• WHAT YOU ARE ASKED TO DO:
Give back exactly the lines of the entries below from the line with "assert_eq!(c.model.isolation_forest.max_samples, 1000);" to the line with "let dir = tempfile::tempdir().unwrap();", inclusive, and only those.

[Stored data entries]
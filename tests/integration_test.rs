//! Integration test: config load, CSV ingestion, features, models, ranking, storage, dashboard.

mod common;

use common::{fixture_config, write, NORMAL_USERS, OUTLIER};
use insider_threat::{
    config::{AppConfig, IsolationForestConfig, RandomForestConfig, RiskConfig},
    dashboard,
    features::{daily_activity, FeatureExtractor},
    ingest::{discover, read_source, LogSet, LogSource, RecordDetail},
    logging::{RankingEvent, StructuredLogger},
    model::{IsolationForest, RandomForest},
    pipeline::{train_and_store, warm_start, warm_start_or_untrained, ThreatPipeline},
    risk::{RiskEngine, RiskLevel},
    storage::SecureStore,
    Error,
};
use std::path::Path;

#[test]
fn config_load_default() {
    let c = AppConfig::load(Path::new("nonexistent.json"));
    assert_eq!(c.model.isolation_forest.n_estimators, 50);
    assert_eq!(c.model.isolation_forest.max_samples, 1000);
    assert_eq!(c.model.isolation_forest.seed, 42);
    assert!((c.model.isolation_forest.contamination - 0.03).abs() < 1e-12);
    assert_eq!(c.server.bind, "127.0.0.1:5000");
    assert!(c.model.labels_path.is_none());
}

#[test]
fn config_partial_file_and_validation() {
    let dir = tempfile::tempdir().unwrap();
    write(dir.path(), "ok.json", r#"{"server": {"default_top_n": 5}}"#);
    let c = AppConfig::try_load(&dir.path().join("ok.json")).unwrap();
    assert_eq!(c.server.default_top_n, 5);
    assert_eq!(c.model.isolation_forest.n_estimators, 50);

    write(
        dir.path(),
        "bad.json",
        r#"{"model": {"isolation_forest": {"contamination": 0.9}}}"#,
    );
    let err = AppConfig::try_load(&dir.path().join("bad.json")).unwrap_err();
    assert!(matches!(err, Error::Config(_)));
    // Lenient loader falls back to defaults
    let c = AppConfig::load(&dir.path().join("bad.json"));
    assert!((c.model.isolation_forest.contamination - 0.03).abs() < 1e-12);
}
//! Feature extraction pipeline: log set → per-user activity → feature table.

use super::{EmailGraph, FeatureTable, UserActivity, UserFeatures};
use crate::config::FeaturesConfig;
use crate::ingest::{LogSet, LogSource};
use std::collections::BTreeMap;
use tracing::debug;

pub struct FeatureExtractor {
    config: FeaturesConfig,
}

impl FeatureExtractor {
    pub fn new(config: FeaturesConfig) -> Self {
        Self { config }
    }

    pub fn config(&self) -> &FeaturesConfig {
        &self.config
    }

    /// One row per user seen in any source. Recipients that never appear as a
    /// log user shape the graph metrics but get no row.
    pub fn extract(&self, logs: &LogSet) -> FeatureTable {
        let mut activity: BTreeMap<String, UserActivity> = BTreeMap::new();
        for source in LogSource::ALL {
            for r in logs.records(source) {
                activity
                    .entry(r.user.clone())
                    .or_default()
                    .observe(r, &self.config);
            }
        }

        let graph = EmailGraph::from_records(&logs.email);
        let degree = graph.degree_centrality();
        let betweenness = if self.config.betweenness {
            graph.betweenness_centrality()
        } else {
            Default::default()
        };
        debug!(
            nodes = graph.node_count(),
            edges = graph.edge_count(),
            "email graph built"
        );

        let rows = activity
            .into_iter()
            .map(|(user, a)| UserFeatures {
                mean_logon_hour: a.mean_logon_hour(),
                last_logon_hour: a.last_logon_hour(),
                logons_per_day: a.per_day(a.logon_count),
                files_per_day: a.per_day(a.file_count),
                usb_per_day: a.per_day(a.usb_count),
                emails_per_day: a.per_day(a.email_count),
                after_hours_logons: a.after_hours as f64,
                degree_centrality: degree.get(&user).copied().unwrap_or(0.0),
                betweenness_centrality: betweenness.get(&user).copied().unwrap_or(0.0),
                mean_subject_len: a.mean_subject_len(),
                keyword_rate: a.keyword_rate(),
                mean_recipients: a.mean_recipients(),
                active_days: a.active_days() as f64,
                user,
            })
            .collect();
        FeatureTable { rows }
    }
}
//! Z-score standardization of a single score column.

use serde::{Deserialize, Serialize};

#[derive(Debug, Clone, Copy, Default, PartialEq, Serialize, Deserialize)]
pub struct StandardScaler {
    pub mean: f64,
    /// Population standard deviation
    pub std: f64,
}

impl StandardScaler {
    pub fn fit(values: &[f64]) -> Self {
        if values.is_empty() {
            return Self::default();
        }
        let n = values.len() as f64;
        let mean = values.iter().sum::<f64>() / n;
        let var = values.iter().map(|v| (v - mean).powi(2)).sum::<f64>() / n;
        Self {
            mean,
            std: var.sqrt(),
        }
    }

    /// Zero-variance input maps every value to 0.
    pub fn transform(&self, value: f64) -> f64 {
        if self.std == 0.0 || !self.std.is_finite() {
            0.0
        } else {
            (value - self.mean) / self.std
        }
    }

    pub fn fit_transform(values: &[f64]) -> Vec<f64> {
        let s = Self::fit(values);
        values.iter().map(|v| s.transform(*v)).collect()
    }
}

• WORKED SOLUTION:
    assert_eq!(c.model.isolation_forest.max_samples, 1000);
    assert_eq!(c.model.isolation_forest.seed, 42);
    assert!((c.model.isolation_forest.contamination - 0.03).abs() < 1e-12);
    assert_eq!(c.server.bind, "127.0.0.1:5000");
    assert!(c.model.labels_path.is_none());
}

#[test]
fn config_partial_file_and_validation() {
    let dir = tempfile::tempdir().unwrap();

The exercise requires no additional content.